##### Dataset records #####
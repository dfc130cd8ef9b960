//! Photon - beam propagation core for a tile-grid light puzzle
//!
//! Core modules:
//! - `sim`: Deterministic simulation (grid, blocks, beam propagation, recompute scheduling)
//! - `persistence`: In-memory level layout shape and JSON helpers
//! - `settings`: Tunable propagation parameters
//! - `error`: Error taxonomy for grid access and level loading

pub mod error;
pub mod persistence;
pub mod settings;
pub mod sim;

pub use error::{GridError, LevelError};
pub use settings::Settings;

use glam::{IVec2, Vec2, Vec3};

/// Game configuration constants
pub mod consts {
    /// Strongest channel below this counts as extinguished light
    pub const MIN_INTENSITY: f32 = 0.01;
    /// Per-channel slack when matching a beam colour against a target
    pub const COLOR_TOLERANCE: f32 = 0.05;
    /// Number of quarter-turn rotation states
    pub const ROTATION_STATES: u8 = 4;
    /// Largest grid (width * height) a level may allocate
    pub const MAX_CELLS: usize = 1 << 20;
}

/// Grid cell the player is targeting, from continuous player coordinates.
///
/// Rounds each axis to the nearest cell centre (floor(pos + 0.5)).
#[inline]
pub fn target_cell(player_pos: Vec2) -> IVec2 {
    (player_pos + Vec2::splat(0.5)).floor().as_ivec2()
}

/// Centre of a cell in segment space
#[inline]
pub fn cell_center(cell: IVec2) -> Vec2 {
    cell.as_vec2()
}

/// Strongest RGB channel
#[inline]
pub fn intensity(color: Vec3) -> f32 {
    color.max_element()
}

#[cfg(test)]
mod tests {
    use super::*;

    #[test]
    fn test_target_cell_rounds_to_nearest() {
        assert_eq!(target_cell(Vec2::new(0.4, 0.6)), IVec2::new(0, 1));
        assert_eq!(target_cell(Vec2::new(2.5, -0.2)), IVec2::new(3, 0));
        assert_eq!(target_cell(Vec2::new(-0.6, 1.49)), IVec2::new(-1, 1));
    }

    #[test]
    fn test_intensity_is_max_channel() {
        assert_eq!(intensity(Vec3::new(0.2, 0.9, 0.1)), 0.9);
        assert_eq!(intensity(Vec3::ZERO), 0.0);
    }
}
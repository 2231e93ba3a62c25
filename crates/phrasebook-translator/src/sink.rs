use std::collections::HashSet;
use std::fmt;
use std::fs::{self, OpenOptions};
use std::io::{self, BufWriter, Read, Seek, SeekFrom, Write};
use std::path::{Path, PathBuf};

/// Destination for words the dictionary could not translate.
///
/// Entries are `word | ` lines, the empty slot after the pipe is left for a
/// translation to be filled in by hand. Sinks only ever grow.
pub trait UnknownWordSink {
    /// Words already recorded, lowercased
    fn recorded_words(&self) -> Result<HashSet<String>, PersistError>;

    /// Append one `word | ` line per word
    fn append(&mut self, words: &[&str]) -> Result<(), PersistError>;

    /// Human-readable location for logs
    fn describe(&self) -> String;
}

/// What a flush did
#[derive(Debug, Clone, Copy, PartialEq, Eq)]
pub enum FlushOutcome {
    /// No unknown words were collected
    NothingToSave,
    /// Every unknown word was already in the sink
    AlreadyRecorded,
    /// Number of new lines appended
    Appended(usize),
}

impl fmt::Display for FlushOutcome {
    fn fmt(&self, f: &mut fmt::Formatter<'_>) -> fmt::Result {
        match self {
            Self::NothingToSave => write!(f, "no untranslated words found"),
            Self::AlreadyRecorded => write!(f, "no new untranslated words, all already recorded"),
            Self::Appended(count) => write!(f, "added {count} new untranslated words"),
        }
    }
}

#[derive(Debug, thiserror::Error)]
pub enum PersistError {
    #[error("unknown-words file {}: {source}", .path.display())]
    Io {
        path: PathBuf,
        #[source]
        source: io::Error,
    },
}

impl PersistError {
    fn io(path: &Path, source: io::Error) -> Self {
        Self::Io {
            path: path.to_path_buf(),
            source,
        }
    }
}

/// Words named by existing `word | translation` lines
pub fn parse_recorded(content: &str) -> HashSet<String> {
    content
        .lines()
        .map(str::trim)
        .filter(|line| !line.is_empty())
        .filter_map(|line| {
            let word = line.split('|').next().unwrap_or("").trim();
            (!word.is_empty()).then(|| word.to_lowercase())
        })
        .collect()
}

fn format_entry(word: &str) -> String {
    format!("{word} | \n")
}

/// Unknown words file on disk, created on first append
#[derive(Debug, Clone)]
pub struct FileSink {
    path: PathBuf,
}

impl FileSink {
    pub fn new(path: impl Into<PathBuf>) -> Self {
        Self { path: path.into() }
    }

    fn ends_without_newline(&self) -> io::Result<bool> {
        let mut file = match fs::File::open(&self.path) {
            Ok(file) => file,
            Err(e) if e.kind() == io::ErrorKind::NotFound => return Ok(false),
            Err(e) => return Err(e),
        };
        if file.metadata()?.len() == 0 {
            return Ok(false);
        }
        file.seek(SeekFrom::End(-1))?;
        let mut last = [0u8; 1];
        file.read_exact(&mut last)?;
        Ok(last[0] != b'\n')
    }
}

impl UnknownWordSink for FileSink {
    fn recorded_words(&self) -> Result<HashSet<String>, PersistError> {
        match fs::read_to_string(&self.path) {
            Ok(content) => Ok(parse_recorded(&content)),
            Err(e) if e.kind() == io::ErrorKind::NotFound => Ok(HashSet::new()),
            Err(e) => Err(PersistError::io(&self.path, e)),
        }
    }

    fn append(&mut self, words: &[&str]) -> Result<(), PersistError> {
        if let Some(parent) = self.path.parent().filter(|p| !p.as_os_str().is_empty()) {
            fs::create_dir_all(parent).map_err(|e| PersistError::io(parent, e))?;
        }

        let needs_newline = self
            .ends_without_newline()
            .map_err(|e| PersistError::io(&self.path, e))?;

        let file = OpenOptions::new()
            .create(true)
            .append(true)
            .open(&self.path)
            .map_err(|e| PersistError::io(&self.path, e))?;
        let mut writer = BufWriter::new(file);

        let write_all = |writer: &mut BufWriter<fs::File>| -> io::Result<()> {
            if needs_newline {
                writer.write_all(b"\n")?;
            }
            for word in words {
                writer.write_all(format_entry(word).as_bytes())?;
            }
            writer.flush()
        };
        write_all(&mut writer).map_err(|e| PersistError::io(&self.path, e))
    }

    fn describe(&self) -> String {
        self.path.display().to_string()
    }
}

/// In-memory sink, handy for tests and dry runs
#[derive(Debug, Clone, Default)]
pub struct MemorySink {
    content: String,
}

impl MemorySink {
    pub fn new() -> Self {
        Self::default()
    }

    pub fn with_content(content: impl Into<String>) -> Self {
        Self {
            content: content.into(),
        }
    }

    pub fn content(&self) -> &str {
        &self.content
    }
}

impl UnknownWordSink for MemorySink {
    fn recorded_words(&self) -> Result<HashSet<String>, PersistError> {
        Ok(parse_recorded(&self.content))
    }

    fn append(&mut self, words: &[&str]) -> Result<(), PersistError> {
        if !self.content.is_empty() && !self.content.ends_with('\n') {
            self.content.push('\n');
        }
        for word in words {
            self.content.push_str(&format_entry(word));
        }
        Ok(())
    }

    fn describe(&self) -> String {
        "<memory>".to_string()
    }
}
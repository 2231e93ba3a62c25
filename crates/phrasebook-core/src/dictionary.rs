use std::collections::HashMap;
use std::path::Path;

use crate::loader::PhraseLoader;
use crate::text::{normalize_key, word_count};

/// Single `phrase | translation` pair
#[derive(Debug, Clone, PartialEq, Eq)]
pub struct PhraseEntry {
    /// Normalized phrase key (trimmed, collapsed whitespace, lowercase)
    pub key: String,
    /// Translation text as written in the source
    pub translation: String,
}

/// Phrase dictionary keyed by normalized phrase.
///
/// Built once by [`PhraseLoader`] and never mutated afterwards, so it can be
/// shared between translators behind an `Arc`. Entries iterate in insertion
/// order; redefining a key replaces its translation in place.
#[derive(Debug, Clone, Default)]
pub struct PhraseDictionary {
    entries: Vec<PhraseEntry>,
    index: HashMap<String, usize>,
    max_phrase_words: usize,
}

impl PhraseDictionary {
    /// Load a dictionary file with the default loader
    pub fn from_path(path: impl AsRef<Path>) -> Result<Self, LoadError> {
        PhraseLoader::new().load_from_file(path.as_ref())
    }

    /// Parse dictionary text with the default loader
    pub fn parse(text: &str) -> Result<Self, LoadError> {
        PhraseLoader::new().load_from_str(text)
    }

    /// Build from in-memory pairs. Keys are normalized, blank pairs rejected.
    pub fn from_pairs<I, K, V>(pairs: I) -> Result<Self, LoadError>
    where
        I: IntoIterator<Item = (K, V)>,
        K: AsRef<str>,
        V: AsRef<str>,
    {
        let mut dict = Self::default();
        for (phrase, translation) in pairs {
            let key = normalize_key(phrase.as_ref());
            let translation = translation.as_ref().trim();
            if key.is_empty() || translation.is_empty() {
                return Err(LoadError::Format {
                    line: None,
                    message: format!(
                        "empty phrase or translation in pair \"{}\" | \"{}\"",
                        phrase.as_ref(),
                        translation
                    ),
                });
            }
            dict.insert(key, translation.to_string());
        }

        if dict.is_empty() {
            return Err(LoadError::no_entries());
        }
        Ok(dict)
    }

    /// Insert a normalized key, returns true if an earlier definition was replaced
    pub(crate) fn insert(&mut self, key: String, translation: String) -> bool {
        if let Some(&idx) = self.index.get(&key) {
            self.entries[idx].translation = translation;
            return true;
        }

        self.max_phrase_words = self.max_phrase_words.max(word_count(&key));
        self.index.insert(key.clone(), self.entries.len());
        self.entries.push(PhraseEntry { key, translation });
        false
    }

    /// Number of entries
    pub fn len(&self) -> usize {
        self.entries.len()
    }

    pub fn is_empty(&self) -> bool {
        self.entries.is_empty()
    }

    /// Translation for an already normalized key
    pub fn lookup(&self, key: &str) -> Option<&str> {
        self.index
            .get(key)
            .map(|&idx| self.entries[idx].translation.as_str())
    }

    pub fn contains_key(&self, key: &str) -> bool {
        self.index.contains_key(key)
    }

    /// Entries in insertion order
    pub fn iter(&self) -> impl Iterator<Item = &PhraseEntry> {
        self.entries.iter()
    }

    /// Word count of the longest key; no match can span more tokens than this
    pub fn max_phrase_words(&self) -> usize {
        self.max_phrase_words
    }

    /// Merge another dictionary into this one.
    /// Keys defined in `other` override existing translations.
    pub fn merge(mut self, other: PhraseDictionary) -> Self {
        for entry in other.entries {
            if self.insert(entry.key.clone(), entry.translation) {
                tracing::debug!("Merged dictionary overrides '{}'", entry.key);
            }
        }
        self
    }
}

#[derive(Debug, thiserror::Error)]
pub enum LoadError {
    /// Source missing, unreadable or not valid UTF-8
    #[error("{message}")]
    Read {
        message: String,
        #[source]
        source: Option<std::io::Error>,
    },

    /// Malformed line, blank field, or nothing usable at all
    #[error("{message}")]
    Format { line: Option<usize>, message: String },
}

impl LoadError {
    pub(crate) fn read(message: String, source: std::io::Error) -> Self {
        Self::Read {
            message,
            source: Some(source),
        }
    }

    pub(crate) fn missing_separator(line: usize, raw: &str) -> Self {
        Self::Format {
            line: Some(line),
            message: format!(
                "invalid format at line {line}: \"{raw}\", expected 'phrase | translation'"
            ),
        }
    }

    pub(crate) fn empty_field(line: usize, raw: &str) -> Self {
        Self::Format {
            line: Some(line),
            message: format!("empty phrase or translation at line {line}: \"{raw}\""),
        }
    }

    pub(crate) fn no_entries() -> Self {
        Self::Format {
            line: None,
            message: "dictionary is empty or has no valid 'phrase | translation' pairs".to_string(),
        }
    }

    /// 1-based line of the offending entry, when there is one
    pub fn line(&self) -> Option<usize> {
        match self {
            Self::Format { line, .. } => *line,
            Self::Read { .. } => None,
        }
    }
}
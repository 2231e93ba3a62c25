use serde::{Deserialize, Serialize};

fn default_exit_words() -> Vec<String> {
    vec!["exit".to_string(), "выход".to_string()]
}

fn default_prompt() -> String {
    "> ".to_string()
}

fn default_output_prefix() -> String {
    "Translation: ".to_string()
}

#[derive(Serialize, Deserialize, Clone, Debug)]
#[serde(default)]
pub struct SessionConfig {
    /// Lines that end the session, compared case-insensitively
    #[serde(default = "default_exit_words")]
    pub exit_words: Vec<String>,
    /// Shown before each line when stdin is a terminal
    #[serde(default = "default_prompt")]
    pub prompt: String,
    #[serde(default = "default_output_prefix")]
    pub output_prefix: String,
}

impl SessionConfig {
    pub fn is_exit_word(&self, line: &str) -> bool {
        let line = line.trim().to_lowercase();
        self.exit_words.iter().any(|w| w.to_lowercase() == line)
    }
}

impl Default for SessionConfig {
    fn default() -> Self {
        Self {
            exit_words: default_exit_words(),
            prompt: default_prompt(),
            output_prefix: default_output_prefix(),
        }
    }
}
#####
**Activity:**
Pull every line with "PartialEq" from the records.

**Answer for this exercise:**
#[derive(Debug, Clone, Copy, PartialEq, Eq)]
#[derive(Debug, Clone, PartialEq, Eq)]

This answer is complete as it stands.